Raro leitor, rara leitora. Serei breve, antes que o medicamento para pressão me dê a sonolência de um urso pardo no inverno. Só quero compartilhar com vocês o fato de eu ter visto o abismo e ele, como de praxe, ter me encarado de volta. A experiência não me deixou mais sábio, mas posso redigir algumas obviedades.
A primeira delas: descobrir-se portador de uma cardiopatia grave não têm muitas vantagens. Não mesmo. Eu me julgaria mais sortudo se tivesse acertado as dezenas da Mega Sena, tomado um sorvete de pistache ou, simplesmente, se tivesse tropeçado na calçada.

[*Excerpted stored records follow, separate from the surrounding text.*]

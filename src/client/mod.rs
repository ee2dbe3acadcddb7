//! HTTP access to the myFlix API.
//!
//! [`CatalogApi`] has one method per server operation. [`ApiClient`] is the
//! `reqwest` implementation; it reads the session from its [`SessionStore`]
//! on every call so a request always carries the latest credential.

mod error;

pub use error::{ClientError, ErrorKind, GENERIC_ERROR_MESSAGE};

use anyhow::{Context, Result as AnyResult};
use async_trait::async_trait;
use reqwest::{Client, Method, RequestBuilder, Url};
use serde::de::DeserializeOwned;
use serde_json::{json, Map, Value};
use std::sync::Arc;
use std::time::Duration;
use tracing::debug;

use crate::models::{Credentials, Director, Genre, LoginResponse, Movie, User, UserDetails};
use crate::session::{Session, SessionStore};

pub type ApiResult<T> = Result<T, ClientError>;

#[async_trait]
pub trait CatalogApi: Send + Sync {
    /// POST /users
    async fn register(&self, details: &UserDetails) -> ApiResult<User>;

    /// POST /login
    async fn login(&self, credentials: &Credentials) -> ApiResult<LoginResponse>;

    /// GET /movies
    async fn movies(&self) -> ApiResult<Vec<Movie>>;

    /// GET /movies/{title}
    async fn movie(&self, title: &str) -> ApiResult<Movie>;

    /// GET /movies/directors/{name}
    async fn director(&self, name: &str) -> ApiResult<Director>;

    /// GET /movies/genre/{name}
    async fn genre(&self, name: &str) -> ApiResult<Genre>;

    /// GET /users/{username} for the session's user
    async fn current_user(&self) -> ApiResult<User>;

    /// Favorite movie ids of the session's user
    async fn favorites(&self) -> ApiResult<Vec<String>> {
        Ok(self.current_user().await?.favorite_movies)
    }

    /// POST /users/{username}/movies/{movie_id}
    async fn add_favorite(&self, movie_id: &str) -> ApiResult<User>;

    /// DELETE /users/{username}/movies/{movie_id}
    async fn remove_favorite(&self, movie_id: &str) -> ApiResult<User>;

    /// PUT /users/{username}
    async fn edit_user(&self, details: &UserDetails) -> ApiResult<User>;

    /// DELETE /users/{username}; returns the server's confirmation text
    async fn delete_user(&self) -> ApiResult<String>;
}

pub struct ApiClient {
    http: Client,
    base_url: Url,
    session: Arc<dyn SessionStore>,
}

impl ApiClient {
    pub fn new(
        base_url: &str,
        timeout: Option<Duration>,
        session: Arc<dyn SessionStore>,
    ) -> AnyResult<Self> {
        let base_url =
            Url::parse(base_url).with_context(|| format!("Invalid API URL: {}", base_url))?;
        if base_url.cannot_be_a_base() {
            anyhow::bail!("Invalid API URL: {}", base_url);
        }

        let mut builder =
            Client::builder().user_agent(concat!("myflix/", env!("CARGO_PKG_VERSION")));
        if let Some(timeout) = timeout {
            builder = builder.timeout(timeout);
        }
        let http = builder.build().context("Failed to create HTTP client")?;

        Ok(Self {
            http,
            base_url,
            session,
        })
    }

    pub fn base_url(&self) -> &Url {
        &self.base_url
    }

    /// Base URL with the given path segments appended, each percent-encoded.
    ///
    /// URL normalization would silently drop `.` and `..` and an empty
    /// segment would address the parent collection, so those are rejected.
    fn endpoint(&self, segments: &[&str]) -> ApiResult<Url> {
        if let Some(bad) = segments.iter().find(|s| is_dot_or_empty(s)) {
            return Err(ClientError::InvalidPath(bad.to_string()));
        }
        let mut url = self.base_url.clone();
        if let Ok(mut path) = url.path_segments_mut() {
            path.pop_if_empty().extend(segments);
        }
        Ok(url)
    }

    fn request(&self, method: Method, url: Url) -> RequestBuilder {
        debug!(method = %method, path = %url.path(), "Sending request");
        self.http.request(method, url)
    }

    fn current_session(&self) -> ApiResult<Session> {
        match self.session.load() {
            Ok(Some(session)) => Ok(session),
            Ok(None) => Err(ClientError::NoSession),
            Err(e) => Err(ClientError::Session(format!("{:#}", e))),
        }
    }

    /// Build a request carrying the session's bearer token.
    fn authed(&self, method: Method, segments: &[&str]) -> ApiResult<RequestBuilder> {
        let session = self.current_session()?;
        self.bearer(method, &session, segments)
    }

    /// Like [`authed`](Self::authed), under `/users/{username}` for the
    /// session's user. `rest` is appended after the username.
    fn authed_user(&self, method: Method, rest: &[&str]) -> ApiResult<RequestBuilder> {
        let session = self.current_session()?;
        let mut segments = vec!["users", session.username.as_str()];
        segments.extend_from_slice(rest);
        self.bearer(method, &session, &segments)
    }

    fn bearer(
        &self,
        method: Method,
        session: &Session,
        segments: &[&str],
    ) -> ApiResult<RequestBuilder> {
        let url = self.endpoint(segments)?;
        Ok(self.request(method, url).bearer_auth(&session.token))
    }

    async fn execute<T: DeserializeOwned>(
        &self,
        operation: &str,
        request: ApiResult<RequestBuilder>,
    ) -> ApiResult<T> {
        let result = match request {
            Ok(request) => match send(request).await {
                Ok(body) => decode_body(&body),
                Err(e) => Err(e),
            },
            Err(e) => Err(e),
        };
        result.map_err(|e| {
            e.log(operation);
            e
        })
    }

    async fn execute_text(
        &self,
        operation: &str,
        request: ApiResult<RequestBuilder>,
    ) -> ApiResult<String> {
        let result = match request {
            Ok(request) => send(request)
                .await
                .map(|body| String::from_utf8_lossy(&body).into_owned()),
            Err(e) => Err(e),
        };
        result.map_err(|e| {
            e.log(operation);
            e
        })
    }
}

/// Tabs and newlines are stripped by the URL parser before it looks for dots.
fn is_dot_or_empty(segment: &str) -> bool {
    let visible: String = segment
        .chars()
        .filter(|c| !matches!(c, '\t' | '\n' | '\r'))
        .collect();
    matches!(visible.as_str(), "" | "." | "..")
}

async fn send(request: RequestBuilder) -> ApiResult<Vec<u8>> {
    let response = request.send().await.map_err(ClientError::Transport)?;
    let status = response.status();
    if !status.is_success() {
        let body = response.text().await.unwrap_or_default();
        return Err(ClientError::Status { status, body });
    }
    let body = response.bytes().await.map_err(ClientError::Transport)?;
    Ok(body.to_vec())
}

/// Decode a response body. An empty or falsy body counts as `{}`.
fn decode_body<T: DeserializeOwned>(body: &[u8]) -> ApiResult<T> {
    let value = if body.iter().all(u8::is_ascii_whitespace) {
        Value::Null
    } else {
        serde_json::from_slice(body).map_err(ClientError::Decode)?
    };
    let value = if is_falsy(&value) {
        Value::Object(Map::new())
    } else {
        value
    };
    serde_json::from_value(value).map_err(ClientError::Decode)
}

fn is_falsy(value: &Value) -> bool {
    match value {
        Value::Null => true,
        Value::Bool(b) => !b,
        Value::Number(n) => n.as_f64() == Some(0.0),
        Value::String(s) => s.is_empty(),
        Value::Array(_) | Value::Object(_) => false,
    }
}

#[async_trait]
impl CatalogApi for ApiClient {
    async fn register(&self, details: &UserDetails) -> ApiResult<User> {
        let request = self
            .endpoint(&["users"])
            .map(|url| self.request(Method::POST, url).json(details));
        self.execute("register", request).await
    }

    async fn login(&self, credentials: &Credentials) -> ApiResult<LoginResponse> {
        let request = self
            .endpoint(&["login"])
            .map(|url| self.request(Method::POST, url).json(credentials));
        self.execute("login", request).await
    }

    async fn movies(&self) -> ApiResult<Vec<Movie>> {
        self.execute("list movies", self.authed(Method::GET, &["movies"]))
            .await
    }

    async fn movie(&self, title: &str) -> ApiResult<Movie> {
        self.execute("get movie", self.authed(Method::GET, &["movies", title]))
            .await
    }

    async fn director(&self, name: &str) -> ApiResult<Director> {
        let request = self.authed(Method::GET, &["movies", "directors", name]);
        self.execute("get director", request).await
    }

    async fn genre(&self, name: &str) -> ApiResult<Genre> {
        let request = self.authed(Method::GET, &["movies", "genre", name]);
        self.execute("get genre", request).await
    }

    async fn current_user(&self) -> ApiResult<User> {
        self.execute("get user", self.authed_user(Method::GET, &[]))
            .await
    }

    async fn add_favorite(&self, movie_id: &str) -> ApiResult<User> {
        let request = self
            .authed_user(Method::POST, &["movies", movie_id])
            .map(|r| r.json(&json!({ "FavoriteMovie": movie_id })));
        self.execute("add favorite", request).await
    }

    async fn remove_favorite(&self, movie_id: &str) -> ApiResult<User> {
        let request = self.authed_user(Method::DELETE, &["movies", movie_id]);
        self.execute("remove favorite", request).await
    }

    async fn edit_user(&self, details: &UserDetails) -> ApiResult<User> {
        let request = self
            .authed_user(Method::PUT, &[])
            .map(|r| r.json(details));
        self.execute("edit user", request).await
    }

    async fn delete_user(&self) -> ApiResult<String> {
        let request = self.authed_user(Method::DELETE, &[]);
        self.execute_text("delete user", request).await
    }
}

#[cfg(test)]
mod tests {
    use super::*;
    use crate::session::MemorySessionStore;

    fn client(base: &str) -> ApiClient {
        ApiClient::new(base, None, Arc::new(MemorySessionStore::new())).unwrap()
    }

    #[test]
    fn test_endpoint_encodes_segments() {
        let api = client("http://localhost:8080");
        assert_eq!(
            api.endpoint(&["movies", "The Matrix"]).unwrap().as_str(),
            "http://localhost:8080/movies/The%20Matrix"
        );
    }

    #[test]
    fn test_endpoint_keeps_base_path() {
        let api = client("http://localhost:8080/api/");
        assert_eq!(
            api.endpoint(&["movies", "genre", "Sci-Fi"]).unwrap().as_str(),
            "http://localhost:8080/api/movies/genre/Sci-Fi"
        );
    }

    #[test]
    fn test_dot_and_empty_segments_are_rejected() {
        let api = client("http://localhost:8080");
        for segment in ["..", ".", "", "\t..\n"] {
            let err = api.endpoint(&["movies", segment]).unwrap_err();
            assert_eq!(err.kind(), ErrorKind::InvalidPath, "{segment:?}");
            assert_eq!(err.to_string(), GENERIC_ERROR_MESSAGE);
        }
        // only whole-segment dots are special
        assert_eq!(
            api.endpoint(&["movies", "...", "%2e%2e"]).unwrap().as_str(),
            "http://localhost:8080/movies/.../%252e%252e"
        );
    }

    #[test]
    fn test_invalid_base_url_is_rejected() {
        let store: Arc<dyn SessionStore> = Arc::new(MemorySessionStore::new());
        assert!(ApiClient::new("not a url", None, store.clone()).is_err());
        assert!(ApiClient::new("mailto:someone@example.com", None, store).is_err());
    }

    #[test]
    fn test_falsy_bodies_become_empty_records() {
        #[derive(serde::Deserialize)]
        struct Anything {}

        for body in ["", "  ", "null", "false", "0", "\"\""] {
            assert!(decode_body::<Anything>(body.as_bytes()).is_ok(), "{body}");
        }
        let value: Value = decode_body(b"null").unwrap();
        assert_eq!(value, json!({}));
    }

    #[test]
    fn test_truthy_body_is_passed_through() {
        let value: Value = decode_body(br#"["m1","m2"]"#).unwrap();
        assert_eq!(value, json!(["m1", "m2"]));
    }

    #[test]
    fn test_malformed_body_is_decode_error() {
        let err = decode_body::<Vec<Movie>>(b"{not json").unwrap_err();
        assert_eq!(err.kind(), ErrorKind::Decode);
    }

    #[tokio::test]
    async fn test_authenticated_call_without_session_fails_locally() {
        // nothing listens on port 9; the call must fail before any I/O
        let api = client("http://127.0.0.1:9");
        let err = api.movies().await.unwrap_err();
        assert_eq!(err.kind(), ErrorKind::NoSession);
        assert_eq!(err.to_string(), GENERIC_ERROR_MESSAGE);
    }
}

Todavia, o que fevereiro reservava para mim eram novidades no consultório de cardiologia. Descobrir que a válvula defeituosa do meu ventrículo esquerdo, aquela sapequinha, havia aprontado um aneurisma na minha aorta. Que, por sua vez, poderia se romper sem maiores cerimônias. Pluft, plaft – quem sabe qual seria o som de artéria rompendo? Em seguida, calculo, uma morte rápida.
Não é o tipo de notícia que você recebe e, coçando o queixo, segue com a leitura de um livro. Em um dia você está preocupado com seus abundantes cabelos brancos e, no outro, descobre que “empacotar” não é só a única certeza da vida. No meu caso, podia ser um compromisso para amanhã, depois do lanche da tarde.
Era um problema solucionável com uma cirurgia de grande porte. Dessas que fazem um belo corte no seu peito, retiram o seu coração para reparo e o devolvem com novos “acessórios” – uma válvula mecânica e uma substituição para o trecho inchado da sua aorta. O que não é pouco assustador, convenhamos.
Anestesia geral, entubação, três dias de CTI e mais uma semana de internação no hospital. É curioso pensar que, no mesmo período, algumas famílias podem ter ido, quem sabe, para a Disney. E elas se divertiram, eu imagino. Enquanto isso, eu sigo dormindo de barriga pra cima há três semanas e torço para que meu esterno calcifique bem.
Ainda assim, ao me deparar com a morte como uma possibilidade razoável, tentei fazer algumas reflexões. Como aquela música dos Titãs, “Epitáfio”. Você conhece. “Devia ter amado mais/ chorado mais/ ter visto o sol nascer”...
Eu juro que tentei ter esse tipo de sentimento antes de encarar a morte. Juro. Mas falhei, como esperado.
Ou venci, depende da perspectiva. O que sei é que esse tipo de arrependimento eu não levaria comigo. Seja lá o que fiz da minha vida até aqui – e certamente não foi nada robusto – estou satisfeito.
Cada um faz o que dá conta de fazer. Por que eu ficaria inventando de ver o sol nascer se o sono me deixa mal-humorado?
Chorar mais? Eu sou torcedor do São Paulo e moro em um país em que o Ministério da Educação consulta pastores antes de liberar verba para os municípios. Se eu for chorar por cada desgraça que me aparece, além de cardiopata, eu estaria desidratado.
“Amar mais”? Sério? Eu conheço o comportamento das pessoas no trânsito, nas reuniões de condomínio e nas redes sociais. Já vi gente furando a fila em missas. Na vida, a gente escolhe uma meia dúzia de pessoas para gostar – ama, com sorte, talvez metade delas – e já podemos nos considerar privilegiados.
No mais, é tomar cuidado com os folgados, sempre à espreita, e guardar distância dos cretinos. São os meus conselhos para a juventude.
Ainda que com um coração atordoado, por ora, sigo vivo. O que implica que esse teclado continuará a receber marteladas nervosas dos meus dedos esporadicamente. Uma alegria para mim, não vou mentir. Para a literatura é uma pena. Mas, enfim, não dá pra todo mundo sair ganhando.